Work request: Copy the records exactly. Include every line.

:: Data supplied ::

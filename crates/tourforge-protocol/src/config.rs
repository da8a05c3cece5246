use clap::{parser::ValueSource, ArgMatches, Args};
use serde::{Deserialize, Serialize};
use std::fs;
use std::path::Path;

/// Statically configured shape of a run.
///
/// Outer (inter-node) epochs contain intra-node rounds, which contain
/// `generations` generation steps per island.
#[derive(Args, Debug, Clone, PartialEq, Serialize, Deserialize)]
#[serde(default)]
pub struct RunParams {
    /// Tours held by every island
    #[arg(long, default_value_t = 30)]
    pub population_size: usize,
    /// Generations per island call
    #[arg(long, default_value_t = 10)]
    pub generations: usize,
    /// Intra-node migration rounds per inter-node epoch
    #[arg(long, default_value_t = 2)]
    pub intra_rounds: usize,
    /// Inter-node migration epochs
    #[arg(long, default_value_t = 3)]
    pub inter_epochs: usize,
    /// Tours per elite batch
    #[arg(long, default_value_t = 6)]
    pub elite_batch: usize,
    /// Fraction of the sorted population carried over unchanged
    #[arg(long, default_value_t = 0.20)]
    pub elitism_fraction: f64,
    /// Mutation events per generation, as a fraction of the population
    #[arg(long, default_value_t = 0.10)]
    pub mutation_fraction: f64,
    /// Global run seed
    #[arg(long, default_value_t = 0)]
    pub seed: i32,
    /// Node-level workers
    #[arg(long, default_value_t = 2)]
    pub nodes: usize,
    /// Islands per node
    #[arg(long, default_value_t = 4)]
    pub islands_per_node: usize,
    /// Rejected draws tolerated before a crossover pair is accepted as-is
    #[arg(long, default_value_t = 1000)]
    pub pairing_retry_limit: usize,
}

impl Default for RunParams {
    fn default() -> Self {
        Self {
            population_size: 30,
            generations: 10,
            intra_rounds: 2,
            inter_epochs: 3,
            elite_batch: 6,
            elitism_fraction: 0.20,
            mutation_fraction: 0.10,
            seed: 0,
            nodes: 2,
            islands_per_node: 4,
            pairing_retry_limit: 1000,
        }
    }
}

impl RunParams {
    /// Total number of islands across the whole run. Saturates; `validate`
    /// rejects shapes whose product overflows.
    pub fn width(&self) -> usize {
        self.nodes.saturating_mul(self.islands_per_node)
    }

    /// Number of top-ranked tours carried into the next generation unchanged.
    pub fn elite_count(&self) -> usize {
        let crossover_share = (self.population_size as f64 * (1.0 - self.elitism_fraction)) as usize;
        self.population_size - crossover_share.min(self.population_size)
    }

    /// Number of mutation events per generation.
    pub fn mutation_count(&self) -> usize {
        (self.population_size as f64 * self.mutation_fraction) as usize
    }

    /// Collapses the run to a single island without any migration.
    pub fn into_sequential(self) -> Self {
        Self {
            nodes: 1,
            islands_per_node: 1,
            intra_rounds: 1,
            inter_epochs: 1,
            ..self
        }
    }

    pub fn validate(&self, city_count: usize) -> Result<(), String> {
        if self.population_size < 2 {
            return Err("population_size must be at least 2".into());
        }
        if self.generations == 0 {
            return Err("generations must be at least 1".into());
        }
        if self.intra_rounds == 0 || self.inter_epochs == 0 {
            return Err("intra_rounds and inter_epochs must be at least 1".into());
        }
        if self.nodes == 0 || self.islands_per_node == 0 {
            return Err("nodes and islands_per_node must be at least 1".into());
        }
        if !(0.0..=1.0).contains(&self.elitism_fraction) {
            return Err("elitism_fraction must lie in [0, 1]".into());
        }
        if !(0.0..=1.0).contains(&self.mutation_fraction) {
            return Err("mutation_fraction must lie in [0, 1]".into());
        }
        if self.elite_batch == 0 || self.elite_batch > self.population_size {
            return Err(format!(
                "elite_batch must lie in [1, {}]",
                self.population_size
            ));
        }
        let width = self
            .nodes
            .checked_mul(self.islands_per_node)
            .ok_or("nodes * islands_per_node overflows")?;
        if width > i32::MAX as usize {
            return Err("nodes * islands_per_node exceeds the stream counter range".into());
        }
        if city_count < 2 {
            return Err("at least 2 cities are required".into());
        }
        if let Some(distinct) = distinct_tours(city_count) {
            if (self.population_size as u64) > distinct {
                return Err(format!(
                    "population_size {} exceeds the {} distinct tours of {} cities",
                    self.population_size, distinct, city_count
                ));
            }
        }
        Ok(())
    }

    pub fn load_from_file<P: AsRef<Path>>(path: P) -> Result<Self, String> {
        let path = path.as_ref();
        let content = fs::read_to_string(path)
            .map_err(|e| format!("Failed to read params file '{}': {}", path.display(), e))?;

        serde_json::from_str(&content)
            .map_err(|e| format!("Failed to parse params JSON '{}': {}", path.display(), e))
    }

    /// Copies every field the user typed on the command line over the
    /// file-provided value.
    pub fn merge_from_cli(&mut self, cli: &RunParams, matches: &ArgMatches) {
        macro_rules! update_if_present {
            ($field:ident, $arg_name:expr) => {
                if matches.value_source($arg_name) == Some(ValueSource::CommandLine) {
                    self.$field = cli.$field.clone();
                }
            };
        }

        update_if_present!(population_size, "population_size");
        update_if_present!(generations, "generations");
        update_if_present!(intra_rounds, "intra_rounds");
        update_if_present!(inter_epochs, "inter_epochs");
        update_if_present!(elite_batch, "elite_batch");
        update_if_present!(elitism_fraction, "elitism_fraction");
        update_if_present!(mutation_fraction, "mutation_fraction");
        update_if_present!(seed, "seed");
        update_if_present!(nodes, "nodes");
        update_if_present!(islands_per_node, "islands_per_node");
        update_if_present!(pairing_retry_limit, "pairing_retry_limit");
    }
}

/// `n!`, or `None` once it no longer fits in a `u64`.
fn distinct_tours(n: usize) -> Option<u64> {
    (1..=n as u64).try_fold(1u64, |acc, k| acc.checked_mul(k))
}

#[cfg(test)]
mod tests {
    use super::*;

    #[test]
    fn test_default_shape() {
        let p = RunParams::default();
        assert_eq!(p.population_size, 30);
        assert_eq!(p.elite_batch, 6);
        assert_eq!(p.width(), 8);
        assert_eq!(p.elite_count(), 6);
        assert_eq!(p.mutation_count(), 3);
        assert!(p.validate(10).is_ok());
    }

    #[test]
    fn test_small_population_counts() {
        let p = RunParams {
            population_size: 8,
            ..Default::default()
        };
        assert_eq!(p.elite_count(), 2);
        assert_eq!(p.mutation_count(), 0);
    }

    #[test]
    fn test_population_larger_than_tour_space() {
        let p = RunParams {
            population_size: 7,
            elite_batch: 2,
            ..Default::default()
        };
        // 3 cities only admit 3! = 6 orderings
        assert!(p.validate(3).is_err());
        assert!(p.validate(4).is_ok());
    }

    #[test]
    fn test_rejects_bad_fractions() {
        let p = RunParams {
            elitism_fraction: 1.5,
            ..Default::default()
        };
        assert!(p.validate(10).is_err());
    }

    #[test]
    fn test_rejects_overflowing_width() {
        let p = RunParams {
            nodes: usize::MAX / 2,
            islands_per_node: 4,
            ..Default::default()
        };
        assert_eq!(
            p.validate(10),
            Err("nodes * islands_per_node overflows".to_string())
        );

        let p = RunParams {
            nodes: 1 << 16,
            islands_per_node: 1 << 16,
            ..Default::default()
        };
        assert!(p.validate(10).is_err());
    }

    #[test]
    fn test_sequential_collapses_topology() {
        let p = RunParams::default().into_sequential();
        assert_eq!(p.width(), 1);
        assert_eq!(p.inter_epochs, 1);
        assert_eq!(p.intra_rounds, 1);
        assert_eq!(p.population_size, 30);
    }

    #[test]
    fn test_json_fills_missing_fields() {
        let p: RunParams = serde_json::from_str(r#"{"population_size": 12, "seed": 7}"#).unwrap();
        assert_eq!(p.population_size, 12);
        assert_eq!(p.seed, 7);
        assert_eq!(p.islands_per_node, 4);
    }
}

:::

Written solution:
filename crates/tourforge-protocol/src/config.rs
repository da8a05c3cece5246
use clap::{parser::ValueSource, ArgMatches, Args};
use serde::{Deserialize, Serialize};
use std::fs;
use std::path::Path;

/// Statically configured shape of a run.
///
/// Outer (inter-node) epochs contain intra-node rounds, which contain
/// `generations` generation steps per island.
#[derive(Args, Debug, Clone, PartialEq, Serialize, Deserialize)]
#[serde(default)]
pub struct RunParams {
    /// Tours held by every island
    #[arg(long, default_value_t = 30)]
    pub population_size: usize,
    /// Generations per island call
    #[arg(long, default_value_t = 10)]
    pub generations: usize,
    /// Intra-node migration rounds per inter-node epoch
    #[arg(long, default_value_t = 2)]
    pub intra_rounds: usize,
    /// Inter-node migration epochs
    #[arg(long, default_value_t = 3)]
    pub inter_epochs: usize,
    /// Tours per elite batch
    #[arg(long, default_value_t = 6)]
    pub elite_batch: usize,
    /// Fraction of the sorted population carried over unchanged
    #[arg(long, default_value_t = 0.20)]
    pub elitism_fraction: f64,
    /// Mutation events per generation, as a fraction of the population
    #[arg(long, default_value_t = 0.10)]
    pub mutation_fraction: f64,
    /// Global run seed
    #[arg(long, default_value_t = 0)]
    pub seed: i32,
    /// Node-level workers
    #[arg(long, default_value_t = 2)]
    pub nodes: usize,
    /// Islands per node
    #[arg(long, default_value_t = 4)]
    pub islands_per_node: usize,
    /// Rejected draws tolerated before a crossover pair is accepted as-is
    #[arg(long, default_value_t = 1000)]
    pub pairing_retry_limit: usize,
}

impl Default for RunParams {
    fn default() -> Self {
        Self {
            population_size: 30,
            generations: 10,
            intra_rounds: 2,
            inter_epochs: 3,
            elite_batch: 6,
            elitism_fraction: 0.20,
            mutation_fraction: 0.10,
            seed: 0,
            nodes: 2,
            islands_per_node: 4,
            pairing_retry_limit: 1000,
        }
    }
}

impl RunParams {
    /// Total number of islands across the whole run. Saturates; `validate`
    /// rejects shapes whose product overflows.
    pub fn width(&self) -> usize {
        self.nodes.saturating_mul(self.islands_per_node)
    }

    /// Number of top-ranked tours carried into the next generation unchanged.
    pub fn elite_count(&self) -> usize {
        let crossover_share = (self.population_size as f64 * (1.0 - self.elitism_fraction)) as usize;
        self.population_size - crossover_share.min(self.population_size)
    }

    /// Number of mutation events per generation.
    pub fn mutation_count(&self) -> usize {
        (self.population_size as f64 * self.mutation_fraction) as usize
    }

    /// Collapses the run to a single island without any migration.
    pub fn into_sequential(self) -> Self {
        Self {
            nodes: 1,
            islands_per_node: 1,
            intra_rounds: 1,
            inter_epochs: 1,
            ..self
        }
    }

    pub fn validate(&self, city_count: usize) -> Result<(), String> {
        if self.population_size < 2 {
            return Err("population_size must be at least 2".into());
        }
        if self.generations == 0 {
            return Err("generations must be at least 1".into());
        }
        if self.intra_rounds == 0 || self.inter_epochs == 0 {
            return Err("intra_rounds and inter_epochs must be at least 1".into());
        }
        if self.nodes == 0 || self.islands_per_node == 0 {
            return Err("nodes and islands_per_node must be at least 1".into());
        }
        if !(0.0..=1.0).contains(&self.elitism_fraction) {
            return Err("elitism_fraction must lie in [0, 1]".into());
        }
        if !(0.0..=1.0).contains(&self.mutation_fraction) {
            return Err("mutation_fraction must lie in [0, 1]".into());
        }
        if self.elite_batch == 0 || self.elite_batch > self.population_size {
            return Err(format!(
                "elite_batch must lie in [1, {}]",
                self.population_size
            ));
        }
        let width = self
            .nodes
            .checked_mul(self.islands_per_node)
            .ok_or("nodes * islands_per_node overflows")?;
        if width > i32::MAX as usize {
            return Err("nodes * islands_per_node exceeds the stream counter range".into());
        }
        if city_count < 2 {
            return Err("at least 2 cities are required".into());
        }
        if let Some(distinct) = distinct_tours(city_count) {
            if (self.population_size as u64) > distinct {
                return Err(format!(
                    "population_size {} exceeds the {} distinct tours of {} cities",
                    self.population_size, distinct, city_count
                ));
            }
        }
        Ok(())
    }

    pub fn load_from_file<P: AsRef<Path>>(path: P) -> Result<Self, String> {
        let path = path.as_ref();
        let content = fs::read_to_string(path)
            .map_err(|e| format!("Failed to read params file '{}': {}", path.display(), e))?;

        serde_json::from_str(&content)
            .map_err(|e| format!("Failed to parse params JSON '{}': {}", path.display(), e))
    }

    /// Copies every field the user typed on the command line over the
    /// file-provided value.
    pub fn merge_from_cli(&mut self, cli: &RunParams, matches: &ArgMatches) {
        macro_rules! update_if_present {
            ($field:ident, $arg_name:expr) => {
                if matches.value_source($arg_name) == Some(ValueSource::CommandLine) {
                    self.$field = cli.$field.clone();
                }
            };
        }

        update_if_present!(population_size, "population_size");
        update_if_present!(generations, "generations");
        update_if_present!(intra_rounds, "intra_rounds");
        update_if_present!(inter_epochs, "inter_epochs");
        update_if_present!(elite_batch, "elite_batch");
        update_if_present!(elitism_fraction, "elitism_fraction");
        update_if_present!(mutation_fraction, "mutation_fraction");
        update_if_present!(seed, "seed");
        update_if_present!(nodes, "nodes");
        update_if_present!(islands_per_node, "islands_per_node");
        update_if_present!(pairing_retry_limit, "pairing_retry_limit");
    }
}

/// `n!`, or `None` once it no longer fits in a `u64`.
fn distinct_tours(n: usize) -> Option<u64> {
    (1..=n as u64).try_fold(1u64, |acc, k| acc.checked_mul(k))
}

#[cfg(test)]
mod tests {
    use super::*;

    #[test]
    fn test_default_shape() {
        let p = RunParams::default();
        assert_eq!(p.population_size, 30);
        assert_eq!(p.elite_batch, 6);
        assert_eq!(p.width(), 8);
        assert_eq!(p.elite_count(), 6);
        assert_eq!(p.mutation_count(), 3);
        assert!(p.validate(10).is_ok());
    }

    #[test]
    fn test_small_population_counts() {
        let p = RunParams {
            population_size: 8,
            ..Default::default()
        };
        assert_eq!(p.elite_count(), 2);
        assert_eq!(p.mutation_count(), 0);
    }

    #[test]
    fn test_population_larger_than_tour_space() {
        let p = RunParams {
            population_size: 7,
            elite_batch: 2,
            ..Default::default()
        };
        // 3 cities only admit 3! = 6 orderings
        assert!(p.validate(3).is_err());
        assert!(p.validate(4).is_ok());
    }

    #[test]
    fn test_rejects_bad_fractions() {
        let p = RunParams {
            elitism_fraction: 1.5,
            ..Default::default()
        };
        assert!(p.validate(10).is_err());
    }

    #[test]
    fn test_rejects_overflowing_width() {
        let p = RunParams {
            nodes: usize::MAX / 2,
            islands_per_node: 4,
            ..Default::default()
        };
        assert_eq!(
            p.validate(10),
            Err("nodes * islands_per_node overflows".to_string())
        );

        let p = RunParams {
            nodes: 1 << 16,
            islands_per_node: 1 << 16,
            ..Default::default()
        };
        assert!(p.validate(10).is_err());
    }

    #[test]
    fn test_sequential_collapses_topology() {
        let p = RunParams::default().into_sequential();
        assert_eq!(p.width(), 1);
        assert_eq!(p.inter_epochs, 1);
        assert_eq!(p.intra_rounds, 1);
        assert_eq!(p.population_size, 30);
    }

    #[test]
    fn test_json_fills_missing_fields() {
        let p: RunParams = serde_json::from_str(r#"{"population_size": 12, "seed": 7}"#).unwrap();
        assert_eq!(p.population_size, 12);
        assert_eq!(p.seed, 7);
        assert_eq!(p.islands_per_node, 4);
    }
}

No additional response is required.